I have a /usr/tomcat6/logs directory linked to /var/log/tomcat6.

When I changed directory to /usr/tomcat6/logs and try to ls files using a relative pathname ../conf/Catalina/localhost, a No such file or directory error occurs. However, cd ../conf/Catalina/localhost works.

See the following:

[root@fedora ~]# ll /usr/tomcat*
lrwxrwxrwx. 1 root root 21 Jun 17 15:00 /usr/tomcat6 -> apache-tomcat-6.0.32/
lrwxrwxrwx. 1 root root 21 Jun 17 13:03 /usr/tomcat7 -> apache-tomcat-7.0.16/
[root@fedora ~]# cd /usr/tomcat6
[root@fedora tomcat6]# ll logs
lrwxrwxrwx. 1 root root 16 Jun 17 14:51 logs -> /var/log/tomcat6
[root@fedora tomcat6]# cd logs
[root@fedora logs]# cd ../conf/Catalina/localhost
[root@fedora localhost]# pwd
/usr/tomcat6/conf/Catalina/localhost
[root@fedora localhost]# cd /usr/tomcat6/logs
[root@fedora logs]# ll ../conf/Catalina/localhost
ls: cannot access ../conf/Catalina/localhost: No such file or directory

How could this happened? Is it a bug or special behaviour of symbolic link?

Best Answer

It is special behavior of bash's cd builtin; the relative file behavior is the natural one. Once you follow a symbolic link, you are in the actual path of the target and the original path information is lost; but if you use bash or zsh to cd there then the shell remembers the original path and uses it in future relative cd commands. But not in relative filename references, because bash doesn't actually know if you intended a filename or something else.

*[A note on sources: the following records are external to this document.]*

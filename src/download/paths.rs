use std::collections::BTreeSet;

/// Replace characters that are illegal in directory names (`<>:"/\|?*'` and
/// ASCII control characters) with `-`. Used for album names.
pub fn remove_illegal_chars(name: &str) -> String {
    name.chars()
        .map(|c| {
            if matches!(c, '<' | '>' | ':' | '"' | '/' | '\\' | '|' | '?' | '*' | '\'')
                || ('\u{0}'..='\u{1f}').contains(&c)
            {
                '-'
            } else {
                c
            }
        })
        .collect()
}

/// Names that would not stay inside the directory they are joined onto.
pub fn is_unsafe_component(name: &str) -> bool {
    matches!(name.trim(), "" | "." | "..")
}

/// Restrict a file name to `[A-Za-z0-9._-]`, replacing everything else with `_`.
pub fn sanitize_file_name(name: &str) -> String {
    name.chars()
        .map(|c| {
            if c.is_ascii_alphanumeric() || matches!(c, '.' | '_' | '-') {
                c
            } else {
                '_'
            }
        })
        .collect()
}

/// Path component of a URL, without query or fragment. Falls back to plain
/// string slicing when the URL does not parse (e.g. a garbled decrypted link).
fn url_path(url: &str) -> String {
    match url::Url::parse(url) {
        Ok(parsed) => parsed.path().to_string(),
        Err(_) => {
            let without_query = url.split(['?', '#']).next().unwrap_or("");
            match without_query.find("://") {
                Some(idx) => {
                    let rest = &without_query[idx + 3..];
                    rest.find('/').map(|i| rest[i..].to_string()).unwrap_or_default()
                }
                None => without_query.to_string(),
            }
        }
    }
}

/// Split a URL into its percent-decoded basename and extension (without the
/// dot; empty when there is none).
///
/// `https://host/a/b/clip.final.MP4?x=1` → `("clip.final.MP4", "MP4")`
pub fn url_file_parts(url: &str) -> (String, String) {
    let path = url_path(url);
    let raw_name = path.rsplit('/').next().unwrap_or("");
    let file_name = urlencoding::decode(raw_name)
        .map(|s| s.into_owned())
        .unwrap_or_else(|_| raw_name.to_string());
    let extension = match file_name.rfind('.') {
        Some(dot) => file_name[dot + 1..].to_string(),
        None => String::new(),
    };
    (file_name, extension)
}

/// Name used when sanitizing leaves nothing: `file_<md5(url)>.<ext>`.
pub fn fallback_file_name(url: &str, extension: &str) -> String {
    let digest = md5::compute(url.as_bytes());
    if extension.is_empty() {
        format!("file_{:x}", digest)
    } else {
        format!("file_{:x}.{}", digest, extension)
    }
}

/// Local file name for a resolved link. An API-declared name wins over the
/// URL basename; either way the result is sanitized.
pub fn item_file_name(url: &str, declared_name: Option<&str>) -> String {
    let (basename, extension) = url_file_parts(url);
    let name = declared_name.filter(|n| !n.is_empty()).unwrap_or(&basename);
    let clean = sanitize_file_name(name);
    if is_unsafe_component(&clean) {
        fallback_file_name(url, &extension)
    } else {
        clean
    }
}

/// Whether an extension passes the allow-list. An empty filter allows all.
pub fn extension_allowed(filter: &BTreeSet<String>, extension: &str) -> bool {
    filter.is_empty() || filter.contains(&extension.to_ascii_lowercase())
}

If you look at the cd documentation in bash, you'll see there are -L and -P options which tell it whether to use "logical" (remembering the original path) or "physical" (using the filesystem's idea) paths.

If you need to have the "logical" behavior at all times, you need to use a --bind mount (on Linux; Solaris and other OSes call it "loopback" or other things) instead of a symlink.